An independent high-level report (Cochrane Report) showed that, on average, children in areas that introduce water fluoridation have 35% fewer decayed, missing and filled primary teeth, and 26% fewer permanent teeth affected, than children in areas that do not adjust the naturally occurring fluoride level in their water supplies to the optimum level for healthy teeth. compared with non-fluoridated areas, fluoridated areas had 15% more children who had never experienced decay in their primary teeth, and 14% more children who had never experienced decay in their permanent teeth – a benefit which the authors describe as ‘substantial’ in its effect on oral health.

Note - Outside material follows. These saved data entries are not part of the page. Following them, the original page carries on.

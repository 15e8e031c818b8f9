//! Release table: the static `(os, arch) → (url, sha256)` configuration.
//!
//! Tables are TOML documents:
//!
//! ```toml
//! version = "1.0.0"
//! binary = "azguard"                                             # optional
//! base_url = "https://github.com/cdobratz/AzGuard/releases/download" # optional
//!
//! [targets.linux-amd64]
//! sha256 = "<64 hex characters>"
//! url = "https://..."                                            # optional
//! ```
//!
//! Every check happens while the table loads: a table that parses is safe to
//! resolve against without further validation.

use super::error::ReleaseError;
use super::target::ReleaseTarget;
use super::version::ReleaseVersion;
use crate::artefact::download::is_https;
use crate::artefact::naming::{ArtefactName, BinaryName};
use crate::artefact::sha256_digest::Sha256Digest;
use crate::error::{InstallerError, Result};
use crate::platform::Platform;
use camino::Utf8Path;
use log::debug;
use serde::{Deserialize, Serialize};
use std::collections::BTreeMap;

/// Executable name used when a table does not set `binary`.
pub const DEFAULT_BINARY: &str = "azguard";

/// Download base used when a table does not set `base_url`.
pub const DEFAULT_BASE_URL: &str = "https://github.com/cdobratz/AzGuard/releases/download";

/// Origin label for the table compiled into the binary.
pub const BUILTIN_ORIGIN: &str = "built-in table";

const BUILTIN_TABLE: &str = include_str!("builtin.toml");

#[derive(Debug, Deserialize, Serialize)]
#[serde(deny_unknown_fields)]
struct RawReleaseTable {
    version: String,
    #[serde(default, skip_serializing_if = "Option::is_none")]
    binary: Option<String>,
    #[serde(default, skip_serializing_if = "Option::is_none")]
    base_url: Option<String>,
    targets: BTreeMap<String, RawTargetEntry>,
}

#[derive(Debug, Deserialize, Serialize)]
#[serde(deny_unknown_fields)]
struct RawTargetEntry {
    sha256: String,
    #[serde(default, skip_serializing_if = "Option::is_none")]
    url: Option<String>,
}

/// One validated row of the table.
#[derive(Debug, Clone, PartialEq, Eq)]
pub struct TargetEntry {
    url: String,
    sha256: Sha256Digest,
}

impl TargetEntry {
    /// Download URL of the archive.
    #[must_use]
    pub fn url(&self) -> &str {
        &self.url
    }

    /// Pinned digest of the archive.
    #[must_use]
    pub fn sha256(&self) -> &Sha256Digest {
        &self.sha256
    }
}

/// A validated release table for a single version.
#[derive(Debug, Clone, PartialEq, Eq)]
pub struct ReleaseTable {
    version: ReleaseVersion,
    binary: BinaryName,
    base_url: String,
    entries: BTreeMap<Platform, TargetEntry>,
}

impl ReleaseTable {
    /// Parse and validate a table from TOML text.
    ///
    /// `origin` names the source in error messages.
    ///
    /// # Errors
    ///
    /// Returns [`ReleaseError`] for malformed TOML, unknown keys, unsupported
    /// platform keys, non-HTTPS URLs, and empty, placeholder, or malformed
    /// checksums.
    pub fn parse(text: &str, origin: &str) -> std::result::Result<Self, ReleaseError> {
        let raw: RawReleaseTable = toml::from_str(text).map_err(|e| ReleaseError::Parse {
            origin: origin.to_owned(),
            reason: e.to_string(),
        })?;
        Self::from_raw(raw)
    }

    /// Load the table compiled into the installer.
    ///
    /// # Errors
    ///
    /// Fails while the built-in table still carries unfilled checksums.
    pub fn builtin() -> std::result::Result<Self, ReleaseError> {
        Self::parse(BUILTIN_TABLE, BUILTIN_ORIGIN)
    }

    /// Read and validate a table file.
    ///
    /// # Errors
    ///
    /// Returns [`ReleaseError::Read`] if the file cannot be read, otherwise
    /// the same errors as [`Self::parse`].
    pub fn load(path: &Utf8Path) -> std::result::Result<Self, ReleaseError> {
        let text = std::fs::read_to_string(path).map_err(|source| ReleaseError::Read {
            path: path.to_owned(),
            source,
        })?;
        debug!("loaded release table from {path}");
        Self::parse(&text, path.as_str())
    }

    /// Build a table whose URLs follow the standard archive layout.
    ///
    /// # Errors
    ///
    /// Returns [`ReleaseError::EmptyTable`] when `digests` is empty and
    /// [`ReleaseError::InsecureUrl`] when `base_url` is not HTTPS.
    pub fn from_digests(
        version: ReleaseVersion,
        binary: BinaryName,
        base_url: &str,
        digests: BTreeMap<Platform, Sha256Digest>,
    ) -> std::result::Result<Self, ReleaseError> {
        if digests.is_empty() {
            return Err(ReleaseError::EmptyTable);
        }
        let mut entries = BTreeMap::new();
        for (platform, sha256) in digests {
            let url = ArtefactName::new(&binary, &version, platform).url(base_url);
            ensure_https(platform, &url)?;
            entries.insert(platform, TargetEntry { url, sha256 });
        }
        Ok(Self {
            version,
            binary,
            base_url: base_url.to_owned(),
            entries,
        })
    }

    fn from_raw(raw: RawReleaseTable) -> std::result::Result<Self, ReleaseError> {
        let version = ReleaseVersion::try_from(raw.version.as_str())?;
        let binary = BinaryName::try_from(raw.binary.as_deref().unwrap_or(DEFAULT_BINARY))?;
        let base_url = raw
            .base_url
            .unwrap_or_else(|| DEFAULT_BASE_URL.to_owned());
        if raw.targets.is_empty() {
            return Err(ReleaseError::EmptyTable);
        }

        let mut entries = BTreeMap::new();
        for (key, entry) in raw.targets {
            let platform: Platform = key.parse()?;
            let sha256 = Sha256Digest::try_from(entry.sha256.as_str())
                .map_err(|source| ReleaseError::InvalidEntry { key, source })?;
            let url = entry
                .url
                .unwrap_or_else(|| ArtefactName::new(&binary, &version, platform).url(&base_url));
            ensure_https(platform, &url)?;
            entries.insert(platform, TargetEntry { url, sha256 });
        }

        Ok(Self {
            version,
            binary,
            base_url,
            entries,
        })
    }

    /// Version every archive in the table belongs to.
    #[must_use]
    pub fn version(&self) -> &ReleaseVersion {
        &self.version
    }

    /// Executable name inside the archives.
    #[must_use]
    pub fn binary(&self) -> &BinaryName {
        &self.binary
    }

    /// Base URL that default archive URLs are derived from.
    #[must_use]
    pub fn base_url(&self) -> &str {
        &self.base_url
    }

    /// Iterate over the entries in platform order.
    pub fn entries(&self) -> impl Iterator<Item = (Platform, &TargetEntry)> {
        self.entries.iter().map(|(platform, entry)| (*platform, entry))
    }

    /// Look up the archive for `platform` at `version`.
    ///
    /// # Errors
    ///
    /// Returns [`InstallerError::UnknownTarget`] when the table has no entry
    /// for `platform` or describes a different version.
    ///
    /// # Examples
    ///
    /// ```
    /// use azguard_installer::release::table::ReleaseTable;
    /// use azguard_installer::release::version::ReleaseVersion;
    ///
    /// let digest = "ab".repeat(32);
    /// let toml = format!("version = \"1.0.0\"\n[targets.linux-amd64]\nsha256 = \"{digest}\"\n");
    /// let table = ReleaseTable::parse(&toml, "example").expect("valid table");
    /// let version = ReleaseVersion::try_from("1.0.0").expect("valid version");
    ///
    /// let target = table
    ///     .resolve_target("linux-amd64".parse().expect("valid platform"), &version)
    ///     .expect("entry exists");
    /// assert!(target.url().ends_with("/v1.0.0/azguard_1.0.0_linux_amd64.tar.gz"));
    /// ```
    pub fn resolve_target(
        &self,
        platform: Platform,
        version: &ReleaseVersion,
    ) -> Result<ReleaseTarget> {
        let unknown = || InstallerError::UnknownTarget {
            platform: platform.key(),
            version: version.to_string(),
        };
        if *version != self.version {
            return Err(unknown());
        }
        let entry = self.entries.get(&platform).ok_or_else(unknown)?;
        Ok(ReleaseTarget::new(
            platform,
            self.version.clone(),
            entry.url.clone(),
            entry.sha256.clone(),
            self.binary.clone(),
        ))
    }

    /// Render the table as TOML, omitting values equal to their defaults.
    ///
    /// # Errors
    ///
    /// Returns [`ReleaseError::Serialize`] if rendering fails.
    pub fn to_toml(&self) -> std::result::Result<String, ReleaseError> {
        let targets = self
            .entries
            .iter()
            .map(|(platform, entry)| {
                let derived =
                    ArtefactName::new(&self.binary, &self.version, *platform).url(&self.base_url);
                let url = (entry.url != derived).then(|| entry.url.clone());
                (
                    platform.key(),
                    RawTargetEntry {
                        sha256: entry.sha256.to_string(),
                        url,
                    },
                )
            })
            .collect();
        let raw = RawReleaseTable {
            version: self.version.to_string(),
            binary: (self.binary.as_str() != DEFAULT_BINARY).then(|| self.binary.to_string()),
            base_url: (self.base_url != DEFAULT_BASE_URL).then(|| self.base_url.clone()),
            targets,
        };
        toml::to_string(&raw).map_err(|e| ReleaseError::Serialize {
            reason: e.to_string(),
        })
    }
}

fn ensure_https(platform: Platform, url: &str) -> std::result::Result<(), ReleaseError> {
    if is_https(url) {
        Ok(())
    } else {
        Err(ReleaseError::InsecureUrl {
            key: platform.key(),
            url: url.to_owned(),
        })
    }
}

#[cfg(test)]
#[path = "table_tests.rs"]
mod tests;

In the USA a study a research team from the ‘Center for Disease Control and Prevention’ completed a systematic review of previously conducted studies that had explored the effectiveness of water fluoridation in preventing tooth decay in adults and showed from seven major studies, that adults who had lived all their lives in fluoridated communities had, on average, 34.7% fewer teeth with decay, fillings or had been extracted, than those who had lived all their lives in non-fluoridated communities.
The Cochrane report’s authors note that public health interventions such as fluoridation can have greater impact on populations than those at the individual and clinical levels. The review adds to the previously existing evidence base established by five earlier systematic reviews conducted since 2000, all of which had identified significant dental benefits from this public health measure.
The Royal College of Surgeons of Edinburgh are lobbying the Government to show their willingness to promote prevention of oral disease and adopt a policy of water fluoridation for the whole of the UK for the benefit of all.